Bleeding is seen as an important way to transform and change bodies; that applies both to women, in menstruation, and to men in other circumstances. For example, the Wari’ practice a ritual seclusion after an act of enemy killing, where men follow similar proscriptions to pregnant women. Both men and women are implicated in bloodletting in different ways. While women are menstruating and have to maintain a seclusion, it is up to their men to protect the well-being of their women and children and to meet their needs. Similarly, during the ritual seclusion after an enemy killing, its success is dependent on woman kin’s production of manioc beer (CONKLIN, 2001, p. 162). This highlights one of Belaunde’s key points, that “…blood constitutes the main vehicle of both gender equality and gender difference” (BELAUNDE, 2006, p. 132).

Gendered Personhood and Knowledge Production

There has been a plethora of research on gender in lowland South America, highlighting that it is central to the production and reproduction of personhood and the politics of desire; it informs actions in everyday life, as well as dictating how the Amerindian body mediates and engages with the world. By exploring some of this previous research, and how gendered personhood emerges as children become adults, we can identify how the sickness fits with or stretches previous interpretations.

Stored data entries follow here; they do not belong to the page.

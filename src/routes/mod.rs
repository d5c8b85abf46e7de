//! 라우트 설정 모듈
//!
//! 핸들러를 URL 스코프에 묶고, 스코프마다 필요한 게이트웨이 모드를 적용합니다.
//!
//! | 스코프 | 게이트웨이 |
//! |--------|-----------|
//! | `/health` | 없음 |
//! | `/api/v1/auth` | 없음 |
//! | `/api/v1/me` | optional |
//! | `/api/v1/account` | required |
//! | `/flogin`, `/auth/facebook/callback` | 없음 |

use actix_web::web;
use serde_json::json;

use crate::handlers;
use crate::middlewares::AuthMiddleware;

/// 모든 라우트를 설정합니다
///
/// 핸들러가 쓰는 서비스는 [`crate::services::AppServices::configure`]로 먼저 등록되어 있어야 합니다.
///
/// # Examples
///
/// ```rust,ignore
/// let app = App::new()
///     .configure(|cfg| services.configure(cfg))
///     .configure(configure_all_routes);
/// ```
pub fn configure_all_routes(cfg: &mut web::ServiceConfig) {
    cfg.service(health_check);

    configure_auth_routes(cfg);
    configure_user_routes(cfg);
    configure_facebook_routes(cfg);
}

/// 토큰을 발급하는 공개 엔드포인트
///
/// ```bash
/// curl -X POST http://localhost:8080/api/v1/auth/login \
///   -H "Content-Type: application/json" \
///   -d '{"email":"user@example.com","password":"secret1"}'
/// ```
fn configure_auth_routes(cfg: &mut web::ServiceConfig) {
    cfg.service(
        web::scope("/api/v1/auth")
            .service(handlers::auth::register)
            .service(handlers::auth::login)
            .service(handlers::auth::refresh_tokens),
    );
}

/// 사용자 라우트
///
/// ```bash
/// curl http://localhost:8080/api/v1/me \
///   -H "x-token: eyJhbGciOiJIUzI1NiIsInR5cCI6IkpXVCJ9..." \
///   -H "x-refresh-token: eyJhbGciOiJIUzI1NiIsInR5cCI6IkpXVCJ9..."
/// ```
fn configure_user_routes(cfg: &mut web::ServiceConfig) {
    cfg.service(
        web::scope("/api/v1/me")
            .wrap(AuthMiddleware::optional())
            .service(handlers::users::me),
    );

    cfg.service(
        web::scope("/api/v1/account")
            .wrap(AuthMiddleware::required())
            .service(handlers::users::forget_password)
            .service(handlers::users::revoke_all_sessions),
    );
}

fn configure_facebook_routes(cfg: &mut web::ServiceConfig) {
    cfg.service(handlers::auth::facebook_login)
        .service(handlers::auth::facebook_callback);
}

/// 서비스 상태를 확인하는 헬스체크 엔드포인트
///
/// ```json
/// {
///   "status": "healthy",
///   "service": "suggestion_board_backend",
///   "version": "0.1.0",
///   "timestamp": "2026-01-01T00:00:00Z",
///   "features": { "database": "MongoDB", "auth": "JWT (HS256) + Facebook OAuth" }
/// }
/// ```
#[actix_web::get("/health")]
async fn health_check() -> actix_web::HttpResponse {
    actix_web::HttpResponse::Ok().json(json!({
        "status": "healthy",
        "service": env!("CARGO_PKG_NAME"),
        "version": env!("CARGO_PKG_VERSION"),
        "timestamp": chrono::Utc::now().to_rfc3339(),
        "features": {
            "database": "MongoDB",
            "auth": "JWT (HS256) + Facebook OAuth"
        }
    }))
}

#[cfg(test)]
mod tests {
    use super::*;
    use actix_web::{test, App};

    #[actix_web::test]
    async fn test_health_check() {
        let app = test::init_service(App::new().configure(configure_all_routes)).await;

        let req = test::TestRequest::get().uri("/health").to_request();
        let body: serde_json::Value = test::call_and_read_body_json(&app, req).await;
        assert_eq!(body["status"], "healthy");
    }
}
//! JWT 토큰 수명주기 관리
//!
//! 액세스/리프레시 토큰 쌍의 발급, 검증, 갱신을 담당합니다.
//! 서버 측 세션 저장소 없이 동작하며, 폐기 수단은 사용자별 refresh secret 교체 하나뿐입니다.
//!
//! ## 서명 키
//!
//! | 토큰 | 서명 키 | 기본 수명 |
//! |------|---------|-----------|
//! | 액세스 | 공유 비밀값 | 1시간 |
//! | 리프레시 | 공유 비밀값 + 사용자 refresh secret | 7일 |
//!
//! ## 요청별 상태 전이
//!
//! ```text
//! 토큰 없음                       → MissingToken (익명)
//! 액세스 유효                     → Principal { refreshed: None }      (저장소 접근 없음)
//! 액세스 실패 + 리프레시 없음      → ExpiredOrMalformedAccessToken (익명)
//! 액세스 실패 + 리프레시 유효      → Principal { refreshed: Some(pair) }
//! 액세스 실패 + 리프레시 무효      → UnknownUser / InvalidRefreshToken / StoreUnavailable
//! ```

use std::fmt;
use std::sync::Arc;

use chrono::{Duration, Utc};
use jsonwebtoken::{decode, encode, Algorithm, DecodingKey, EncodingKey, Header, Validation};

use crate::config::JwtConfig;
use crate::domain::entities::users::User;
use crate::domain::models::auth::Principal;
use crate::domain::models::token::{TokenClaims, TokenLifetimes, TokenPair, UserPayload};
use crate::errors::{AppError, AuthError};
use crate::repositories::users::UserStore;

/// 갱신 결과: 새 토큰 쌍과 저장소 기준 사용자 정보
#[derive(Debug, Clone, PartialEq, Eq)]
pub struct RefreshedSession {
    pub tokens: TokenPair,
    pub user: UserPayload,
}

/// 서명 검증 없이 읽어낸 사용자 ID
///
/// 인증된 주체가 아닙니다. 저장소에서 refresh secret을 찾는 용도로만 쓰입니다.
#[derive(Debug)]
pub struct UnverifiedUser {
    claimed_id: i64,
}

impl UnverifiedUser {
    /// 토큰이 주장하는 사용자 ID
    pub fn claimed_id(&self) -> i64 {
        self.claimed_id
    }
}

fn validation() -> Validation {
    let mut validation = Validation::new(Algorithm::HS256);
    validation.leeway = 0;
    validation
}

fn refresh_signing_key(shared_secret: &str, user_refresh_secret: &str) -> String {
    format!("{}{}", shared_secret, user_refresh_secret)
}

fn sign(user: &UserPayload, key: &str, lifetime: Duration) -> Result<String, AuthError> {
    let now = Utc::now();
    let claims = TokenClaims {
        user: user.clone(),
        iat: now.timestamp(),
        exp: (now + lifetime).timestamp(),
    };

    encode(
        &Header::new(Algorithm::HS256),
        &claims,
        &EncodingKey::from_secret(key.as_bytes()),
    )
    .map_err(|e| AuthError::TokenEncoding(e.to_string()))
}

fn verify(token: &str, key: &str) -> Result<TokenClaims, jsonwebtoken::errors::Error> {
    decode::<TokenClaims>(token, &DecodingKey::from_secret(key.as_bytes()), &validation())
        .map(|data| data.claims)
}

/// 토큰 쌍 생성
///
/// 입력과 현재 시각에만 의존하는 순수 함수입니다.
///
/// # Errors
///
/// * `AuthError::InvalidSecret` - 공유 비밀값 또는 refresh secret이 비어 있음
/// * `AuthError::TokenEncoding` - JWT 인코딩 실패
///
/// # Examples
///
/// ```rust,ignore
/// let pair = create_tokens(&UserPayload::with_id(1), "S", "R1", &TokenLifetimes::default())?;
/// assert_eq!(verify_refresh_token(&pair.refresh_token, "S", "R1")?.id, 1);
/// ```
pub fn create_tokens(
    user: &UserPayload,
    shared_secret: &str,
    user_refresh_secret: &str,
    lifetimes: &TokenLifetimes,
) -> Result<TokenPair, AuthError> {
    if shared_secret.is_empty() {
        return Err(AuthError::InvalidSecret("shared secret"));
    }
    if user_refresh_secret.is_empty() {
        return Err(AuthError::InvalidSecret("refresh secret"));
    }

    let token = sign(user, shared_secret, lifetimes.access)?;
    let refresh_token = sign(
        user,
        &refresh_signing_key(shared_secret, user_refresh_secret),
        lifetimes.refresh,
    )?;

    Ok(TokenPair {
        token,
        refresh_token,
    })
}

/// 액세스 토큰 검증
///
/// # Errors
///
/// * `AuthError::ExpiredOrMalformedAccessToken` - 만료, 서명 불일치, 형식 오류
pub fn verify_access_token(token: &str, shared_secret: &str) -> Result<UserPayload, AuthError> {
    if shared_secret.is_empty() {
        return Err(AuthError::InvalidSecret("shared secret"));
    }

    verify(token, shared_secret)
        .map(|claims| claims.user)
        .map_err(|e| AuthError::ExpiredOrMalformedAccessToken(e.to_string()))
}

/// 리프레시 토큰 검증
///
/// 키는 `shared_secret + user_refresh_secret` 입니다. refresh secret이 비어 있으면
/// 액세스 토큰과 키가 같아지므로 무조건 거부합니다.
///
/// # Errors
///
/// * `AuthError::InvalidRefreshToken` - 만료, 서명 불일치, 형식 오류
pub fn verify_refresh_token(
    token: &str,
    shared_secret: &str,
    user_refresh_secret: &str,
) -> Result<UserPayload, AuthError> {
    if shared_secret.is_empty() {
        return Err(AuthError::InvalidSecret("shared secret"));
    }
    if user_refresh_secret.is_empty() {
        return Err(AuthError::InvalidRefreshToken);
    }

    verify(token, &refresh_signing_key(shared_secret, user_refresh_secret))
        .map(|claims| claims.user)
        .map_err(|_| AuthError::InvalidRefreshToken)
}

/// 서명/만료 검증 없이 토큰이 주장하는 사용자 ID를 읽습니다.
///
/// 만료된 액세스 토큰에서 refresh secret 조회 대상을 찾는 복구 경로 전용입니다.
/// 반환값은 [`UnverifiedUser`]이며 인증 결과로 사용할 수 없습니다.
///
/// # Errors
///
/// * `AuthError::ExpiredOrMalformedAccessToken` - JWT로 파싱할 수 없음
pub fn decode_unsafe_for_recovery_only(token: &str) -> Result<UnverifiedUser, AuthError> {
    let mut validation = Validation::new(Algorithm::HS256);
    validation.insecure_disable_signature_validation();
    validation.validate_exp = false;
    validation.validate_aud = false;
    validation.required_spec_claims.clear();

    decode::<TokenClaims>(token, &DecodingKey::from_secret(&[]), &validation)
        .map(|data| UnverifiedUser {
            claimed_id: data.claims.user.id,
        })
        .map_err(|e| AuthError::ExpiredOrMalformedAccessToken(e.to_string()))
}

/// 만료된 액세스 토큰과 리프레시 토큰으로 새 토큰 쌍을 발급합니다.
///
/// 1. 액세스 토큰에서 사용자 ID를 검증 없이 읽음
/// 2. 저장소에서 사용자 조회
/// 3. 저장된 refresh secret으로 리프레시 토큰 검증 (같은 사용자여야 함)
/// 4. 같은 refresh secret으로 새 토큰 쌍 발급
///
/// 저장소에는 쓰지 않습니다.
///
/// # Errors
///
/// * `AuthError::ExpiredOrMalformedAccessToken` - 액세스 토큰 파싱 불가
/// * `AuthError::StoreUnavailable` - 저장소 조회 실패 (일시적)
/// * `AuthError::UnknownUser` - 해당 ID의 사용자 없음
/// * `AuthError::InvalidRefreshToken` - 리프레시 토큰 검증 실패
pub async fn refresh_tokens(
    access_token: &str,
    refresh_token: &str,
    store: &dyn UserStore,
    shared_secret: &str,
    lifetimes: &TokenLifetimes,
) -> Result<RefreshedSession, AuthError> {
    let claimed_id = decode_unsafe_for_recovery_only(access_token)?.claimed_id();

    let user = store
        .find_user_by_id(claimed_id)
        .await
        .map_err(|e| AuthError::StoreUnavailable(e.to_string()))?
        .ok_or(AuthError::UnknownUser(claimed_id))?;

    let refresh_owner = verify_refresh_token(refresh_token, shared_secret, &user.refresh_secret)?;
    if refresh_owner.id != user.id {
        return Err(AuthError::InvalidRefreshToken);
    }

    let payload = user.payload();
    let tokens = create_tokens(&payload, shared_secret, &user.refresh_secret, lifetimes)?;

    Ok(RefreshedSession {
        tokens,
        user: payload,
    })
}

/// 요청 헤더 값으로 주체를 결정합니다.
///
/// 빈 문자열 헤더는 없는 것으로 취급합니다.
pub async fn resolve_principal(
    access_token: Option<&str>,
    refresh_token: Option<&str>,
    store: &dyn UserStore,
    shared_secret: &str,
    lifetimes: &TokenLifetimes,
) -> Result<Principal, AuthError> {
    let access_token = access_token
        .filter(|t| !t.is_empty())
        .ok_or(AuthError::MissingToken)?;

    let access_error = match verify_access_token(access_token, shared_secret) {
        Ok(user) => {
            return Ok(Principal {
                user,
                refreshed: None,
            });
        }
        Err(e) => e,
    };

    let Some(refresh_token) = refresh_token.filter(|t| !t.is_empty()) else {
        return Err(access_error);
    };

    let session = refresh_tokens(access_token, refresh_token, store, shared_secret, lifetimes).await?;

    Ok(Principal {
        user: session.user,
        refreshed: Some(session.tokens),
    })
}

/// 공유 비밀값 (로그/Debug 출력 시 가려짐)
#[derive(Clone)]
struct SharedSecret(Arc<str>);

impl fmt::Debug for SharedSecret {
    fn fmt(&self, f: &mut fmt::Formatter<'_>) -> fmt::Result {
        f.write_str("SharedSecret(***)")
    }
}

/// JWT 토큰 관리 서비스
///
/// 기동 시 한 번 만든 공유 비밀값과 수명을 들고 위 함수들에 위임합니다.
/// `web::Data<TokenService>`로 핸들러와 미들웨어에 주입됩니다.
///
/// # Examples
///
/// ```rust,ignore
/// let token_service = TokenService::from_config()?;
/// let pair = token_service.issue(&user)?;
/// ```
#[derive(Debug, Clone)]
pub struct TokenService {
    shared_secret: SharedSecret,
    lifetimes: TokenLifetimes,
}

impl TokenService {
    /// # Errors
    ///
    /// * `AuthError::InvalidSecret` - 공유 비밀값이 비어 있음
    pub fn new(shared_secret: impl Into<String>, lifetimes: TokenLifetimes) -> Result<Self, AuthError> {
        let shared_secret: String = shared_secret.into();
        if shared_secret.is_empty() {
            return Err(AuthError::InvalidSecret("shared secret"));
        }

        Ok(Self {
            shared_secret: SharedSecret(Arc::from(shared_secret)),
            lifetimes,
        })
    }

    /// [`JwtConfig`] 기반 생성
    pub fn from_config() -> Result<Self, AppError> {
        let secret = JwtConfig::shared_secret()?;
        Ok(Self::new(secret, TokenLifetimes::from_config())?)
    }

    pub fn lifetimes(&self) -> &TokenLifetimes {
        &self.lifetimes
    }

    /// 저장된 사용자에게 토큰 쌍 발급 (로그인, 가입, OAuth 콜백)
    pub fn issue(&self, user: &User) -> Result<TokenPair, AuthError> {
        create_tokens(
            &user.payload(),
            &self.shared_secret.0,
            &user.refresh_secret,
            &self.lifetimes,
        )
    }

    pub fn verify_access(&self, token: &str) -> Result<UserPayload, AuthError> {
        verify_access_token(token, &self.shared_secret.0)
    }

    pub async fn refresh(
        &self,
        access_token: &str,
        refresh_token: &str,
        store: &dyn UserStore,
    ) -> Result<RefreshedSession, AuthError> {
        refresh_tokens(
            access_token,
            refresh_token,
            store,
            &self.shared_secret.0,
            &self.lifetimes,
        )
        .await
    }

    pub async fn resolve(
        &self,
        access_token: Option<&str>,
        refresh_token: Option<&str>,
        store: &dyn UserStore,
    ) -> Result<Principal, AuthError> {
        resolve_principal(
            access_token,
            refresh_token,
            store,
            &self.shared_secret.0,
            &self.lifetimes,
        )
        .await
    }
}
//! 도메인 모델
//!
//! - [`token`] - JWT 클레임, 토큰 쌍, 수명
//! - [`auth`] - 요청 주체와 인증 모드
//! - [`oauth`] - Facebook OAuth 응답

pub mod auth;
pub mod oauth;
pub mod token;

pub use auth::*;
pub use oauth::*;
pub use token::*;
//! 에러 타입 모듈
//!
//! - [`errors`] - HTTP 응답으로 변환되는 `AppError`
//! - [`auth_errors`] - 토큰 수명주기 실패 분류 `AuthError`

#[allow(clippy::module_inception)]
pub mod errors;
pub mod auth_errors;

pub use errors::{AppError, AppResult, ErrorContext};
pub use auth_errors::AuthError;
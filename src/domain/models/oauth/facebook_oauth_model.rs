//! # Facebook OAuth 응답 모델
//!
//! Graph API의 토큰 교환 응답과 `/me?fields=id,email` 프로필 응답을 역직렬화합니다.
//!
//! ```text
//! GET https://graph.facebook.com/v19.0/oauth/access_token?client_id=..&redirect_uri=..&client_secret=..&code=..
//! → { "access_token": "EAAB...", "token_type": "bearer", "expires_in": 5183944 }
//!
//! GET https://graph.facebook.com/me?fields=id,email&access_token=EAAB...
//! → { "id": "10210...", "email": "user@example.com" }
//! ```

use serde::{Deserialize, Serialize};

/// code → access_token 교환 응답
#[derive(Debug, Clone, Deserialize)]
pub struct FacebookTokenResponse {
    pub access_token: String,
    #[serde(default)]
    pub token_type: Option<String>,
    #[serde(default)]
    pub expires_in: Option<i64>,
}

/// Facebook 프로필
///
/// 사용자가 이메일 권한을 거부하면 `email`이 없을 수 있습니다.
#[derive(Debug, Clone, PartialEq, Eq, Serialize, Deserialize)]
pub struct FacebookProfile {
    pub id: String,
    #[serde(default)]
    pub email: Option<String>,
}

/// 로그인 URL 응답
#[derive(Debug, Clone, Serialize)]
pub struct OAuthLoginUrlResponse {
    pub login_url: String,
    pub state: String,
}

While very young children are treated the same regardless of their gender, the distinction between masculine and feminine agency emerges as they grow older (William FISHER, 2001, p. 120). Cecilia McCallum (2001, p. 41) notes that gender differentiation begins between the ages of 7-11 amongst the Cashinahua. These differences are linked closely to the economic process, reflected in not only what the young people learn, but also where and with whom. McCallum notes that girls are taught to cook and to weave by their female elders, in many cases primarily by their grandmothers, and until a young woman is able to grow, cook and serve food well, she is not considered a real woman. Most of these activities take place within the home or the garden (MCCALLUM, 2001).

Young boys on the other hand, do most of their learning outside of the home. Janet Siskind (1973, p. 142) notes that amongst the Sharnahua

[b]oys hunt and fish together, leaving their households most of the day, by the time they are about ten[…] For most boys the companionship of their youth falls away as they search for wives in other villages, hunt by themselves, and live with foreign women surrounded by foreigners.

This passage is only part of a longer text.